After all the misery and misfortune they’ve weathered and withstood this season, just being in the bracket was a monumental victory for the Florida Gators.

The fact that they actually gritted, gutted and grinded out a 75-70 overtime victory over the Virginia Tech Hokies on Friday makes it an even better story for UF’s unfairly criticized coach Mike White and his team-full of defiers and never-say-diers.

“This team just continues to show character,” White said afterward. “No team has been through what they’ve been through. I’m so proud of our guys.”

And if you’re a Gator fan today, you should also be proud of your head coach. On Friday, White did something unheard of in today’s win-at-all-costs world of college athletics. He actually used the opening game of the NCAA Tournament to show he is a mentor and not just a coach. You’re not going to believe this, but White used the game to instill discipline and send a message by benching one of his key contributors because of a dirty play in the SEC Tournament.

Even though he didn’t have to, White held out 6-foot-10 Omar Payne from Friday’s first-round game after Payne was ejected from the quarterfinals of the conference tourney last week for a flagrant-2 foul against Tennessee’s John Fulkerson. The ejection came after Fulkerson suffered a concussion and facial fracture when Payne’s flagrant elbow knocked the UT player senseless.

The SEC did not suspend Payne, which means he could have played against the Hokies Friday and certainly would have helped UF’s cause considering the issues the Gators had with Virginia Tech’s size. White, though, did what few coaches would do in the NCAA Tournament. He risked winning a game for the sake of teaching a lesson.

Could you imagine Rick Pitino, John Calipari, Bill Self, Will Wade, Sean Miller or some of college basketball’s other cheats and heels doing the same thing?

“It was definitely a teaching moment,” White said afterward. “It was difficult that he couldn’t play, but it was the right thing to do.
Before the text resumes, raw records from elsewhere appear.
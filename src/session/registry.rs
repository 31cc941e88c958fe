// SPDX-License-Identifier: AGPL-3.0-or-later
// Copyright (C) 2012-2025 Andrei Maltsev

//! Session registry (spec §4.6): dedup and lifecycle of input/output
//! session objects keyed by a session specifier. Grounded on the
//! `DashMap<u16, Arc<Session>>` cache-by-key pattern in
//! `client/pool_sessions.rs::Pool`, generalized from a TSIH key to an
//! arbitrary hashable specifier.

use std::{hash::Hash, sync::Arc};

use dashmap::DashMap;

use crate::error::TransportResult;

/// Maps session specifiers to lazily-constructed, cached session objects.
///
/// The single-threaded cooperative contract (spec §5) means the registry is
/// never mutated concurrently; `DashMap` is kept here for the same reason
/// the teacher crate uses it in `Pool` — cheap cloning of the session table
/// and a familiar `entry`-style API — not for thread-safety the transport
/// does not need.
pub struct SessionRegistry<K, V> {
    sessions: DashMap<K, Arc<V>>,
}

impl<K, V> SessionRegistry<K, V>
where K: Eq + Hash + Clone
{
    pub fn new() -> Self {
        Self {
            sessions: DashMap::new(),
        }
    }

    pub fn get(&self, key: &K) -> Option<Arc<V>> {
        self.sessions.get(key).map(|entry| entry.clone())
    }

    /// Returns the cached session for `key`, or constructs one via
    /// `construct`, storing it on success. On construction failure the
    /// partial entry is never inserted (spec §4.6).
    pub fn get_or_try_insert_with(
        &self,
        key: K,
        construct: impl FnOnce() -> TransportResult<V>,
    ) -> TransportResult<Arc<V>> {
        if let Some(existing) = self.sessions.get(&key) {
            return Ok(existing.clone());
        }
        let session = Arc::new(construct()?);
        self.sessions.insert(key, session.clone());
        Ok(session)
    }

    pub fn remove(&self, key: &K) -> Option<Arc<V>> {
        self.sessions.remove(key).map(|(_, v)| v)
    }

    pub fn values(&self) -> Vec<Arc<V>> {
        self.sessions.iter().map(|e| e.value().clone()).collect()
    }

    pub fn clear(&self) {
        self.sessions.clear();
    }

    pub fn len(&self) -> usize {
        self.sessions.len()
    }

    pub fn is_empty(&self) -> bool {
        self.sessions.is_empty()
    }
}

impl<K, V> Default for SessionRegistry<K, V>
where K: Eq + Hash + Clone
{
    fn default() -> Self {
        Self::new()
    }
}
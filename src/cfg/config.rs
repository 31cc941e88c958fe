// SPDX-License-Identifier: AGPL-3.0-or-later
// Copyright (C) 2012-2025 Andrei Maltsev

use std::{fs, path::Path, time::Duration};

use anyhow::{Context, Result, ensure};
use serde::{Deserialize, Serialize};

use crate::{
    address::{ANONYMOUS_NODE_ID, address_from_string},
    frame::{HEADER_LEN, MIN_MTU_PAYLOAD},
};

#[derive(Deserialize, Serialize, Debug, Clone)]
pub struct Config {
    /// Transport-wide parameters (spec §6.4).
    pub transport: TransportSection,
}

#[derive(Deserialize, Serialize, Debug, Clone)]
pub struct TransportSection {
    #[serde(rename = "LocalNodeId", default)]
    /// Assigned node-ID, or omitted/absent for an anonymous node.
    pub local_node_id: Option<u16>,

    #[serde(rename = "Interfaces")]
    /// 1 to 3 local IPv4 addresses, one per redundant interface.
    pub interfaces: Vec<String>,

    #[serde(rename = "MtuBytes", default = "default_mtu_bytes")]
    /// Payload capacity per datagram, not counting the 24-byte header.
    pub mtu_bytes: usize,

    #[serde(rename = "TxQueueCapacityPerInterface", default = "default_tx_queue_capacity")]
    /// Maximum queued-but-unsent datagrams per interface before MemoryError.
    pub tx_queue_capacity_per_interface: usize,

    #[serde(rename = "TransferIdTimeoutMs", with = "serde_millis", default = "default_transfer_id_timeout")]
    /// How long a partially-reassembled transfer is kept before being
    /// abandoned.
    pub transfer_id_timeout: Duration,

    #[serde(rename = "RxPayloadArenaBytes", default = "default_rx_payload_arena_bytes")]
    /// Upper bound on one reassembled transfer's payload size.
    pub rx_payload_arena_bytes: usize,

    #[serde(rename = "SessionArenaCapacity", default = "default_session_arena_capacity")]
    /// Expected number of concurrently open sessions, used to size the
    /// session registries up front.
    pub session_arena_capacity: usize,
}

fn default_mtu_bytes() -> usize {
    1200
}

fn default_tx_queue_capacity() -> usize {
    64
}

fn default_transfer_id_timeout() -> Duration {
    crate::session::input::DEFAULT_TRANSFER_ID_TIMEOUT
}

fn default_rx_payload_arena_bytes() -> usize {
    65536
}

fn default_session_arena_capacity() -> usize {
    32
}

impl Config {
    /// Loads the configuration from YAML, validates it, and returns the
    /// ready-to-use value.
    pub fn load_from_file<P: AsRef<Path>>(path: P) -> Result<Self> {
        let s = fs::read_to_string(path)?;
        let mut cfg: Config =
            serde_yaml::from_str(&s).context("failed to parse config YAML")?;
        cfg.validate_and_normalize()?;
        Ok(cfg)
    }

    /// Validates invariants and resolves derived fields (spec §4.10).
    pub fn validate_and_normalize(&mut self) -> Result<()> {
        let t = &self.transport;

        ensure!(
            !t.interfaces.is_empty() && t.interfaces.len() <= 3,
            "Interfaces must list between 1 and 3 addresses, got {}",
            t.interfaces.len()
        );
        for iface in &t.interfaces {
            let addr = address_from_string(iface);
            ensure!(
                !addr.is_unspecified(),
                "interface address {iface:?} resolved to 0.0.0.0"
            );
        }

        if let Some(id) = t.local_node_id {
            ensure!(
                id != ANONYMOUS_NODE_ID,
                "LocalNodeId must not be the anonymous sentinel {ANONYMOUS_NODE_ID}"
            );
        }

        ensure!(
            t.mtu_bytes >= HEADER_LEN + MIN_MTU_PAYLOAD,
            "MtuBytes must be at least {} (header + minimum payload)",
            HEADER_LEN + MIN_MTU_PAYLOAD
        );
        ensure!(
            t.tx_queue_capacity_per_interface >= 1,
            "TxQueueCapacityPerInterface must be >= 1"
        );
        ensure!(
            t.rx_payload_arena_bytes >= MIN_MTU_PAYLOAD,
            "RxPayloadArenaBytes must be able to hold at least one frame"
        );
        ensure!(
            t.session_arena_capacity >= 1,
            "SessionArenaCapacity must be >= 1"
        );

        Ok(())
    }
}

/// Serde helper for representing `Duration` as a number of milliseconds.
mod serde_millis {
    use std::time::Duration;

    use serde::{Deserialize, Deserializer, Serializer};

    pub fn serialize<S: Serializer>(d: &Duration, s: S) -> Result<S::Ok, S::Error> {
        s.serialize_u64(d.as_millis() as u64)
    }

    pub fn deserialize<'de, D: Deserializer<'de>>(d: D) -> Result<Duration, D::Error> {
        let millis = u64::deserialize(d)?;
        Ok(Duration::from_millis(millis))
    }
}

#[cfg(test)]
mod tests {
    use super::*;

    fn sample() -> Config {
        Config {
            transport: TransportSection {
                local_node_id: Some(42),
                interfaces: vec!["127.0.0.1".to_string()],
                mtu_bytes: default_mtu_bytes(),
                tx_queue_capacity_per_interface: default_tx_queue_capacity(),
                transfer_id_timeout: default_transfer_id_timeout(),
                rx_payload_arena_bytes: default_rx_payload_arena_bytes(),
                session_arena_capacity: default_session_arena_capacity(),
            },
        }
    }

    #[test]
    fn valid_config_passes_validation() {
        let mut cfg = sample();
        cfg.validate_and_normalize().expect("valid");
    }

    #[test]
    fn rejects_too_many_interfaces() {
        let mut cfg = sample();
        cfg.transport.interfaces = vec![
            "127.0.0.1".to_string(),
            "127.0.0.2".to_string(),
            "127.0.0.3".to_string(),
            "127.0.0.4".to_string(),
        ];
        assert!(cfg.validate_and_normalize().is_err());
    }

    #[test]
    fn rejects_anonymous_sentinel_as_local_node_id() {
        let mut cfg = sample();
        cfg.transport.local_node_id = Some(ANONYMOUS_NODE_ID);
        assert!(cfg.validate_and_normalize().is_err());
    }

    #[test]
    fn rejects_mtu_below_floor() {
        let mut cfg = sample();
        cfg.transport.mtu_bytes = 16;
        assert!(cfg.validate_and_normalize().is_err());
    }

    #[test]
    fn parses_yaml_with_defaults_applied() {
        let yaml = "transport:\n  Interfaces: [\"127.0.0.1\"]\n";
        let mut cfg: Config = serde_yaml::from_str(yaml).expect("parse");
        cfg.validate_and_normalize().expect("valid");
        assert_eq!(cfg.transport.mtu_bytes, default_mtu_bytes());
        assert!(cfg.transport.local_node_id.is_none());
    }
}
That’s it. Omar handled it like a champ. He was very remorseful. We all make mistakes. He could have helped us in a lot of ways today, but we were fortunately able to overcome without him.”

Should we really be surprised?

This team has been overcoming obstacles and navigating adversity for months now.

They endured the sad, surreal sight of their star player — preseason SEC Player of the Year favorite Keyontae Johnson — crumpling to the floor coming out of a timeout against Florida State on Dec. 12. The unconscious Johnson was lifted onto a stretcher and carried to a waiting ambulance as teammates and coaches watched in shock and horror, wondering if their teammate would even survive. The Gators canceled their next four games following Johnson’s collapse and took 15 days off.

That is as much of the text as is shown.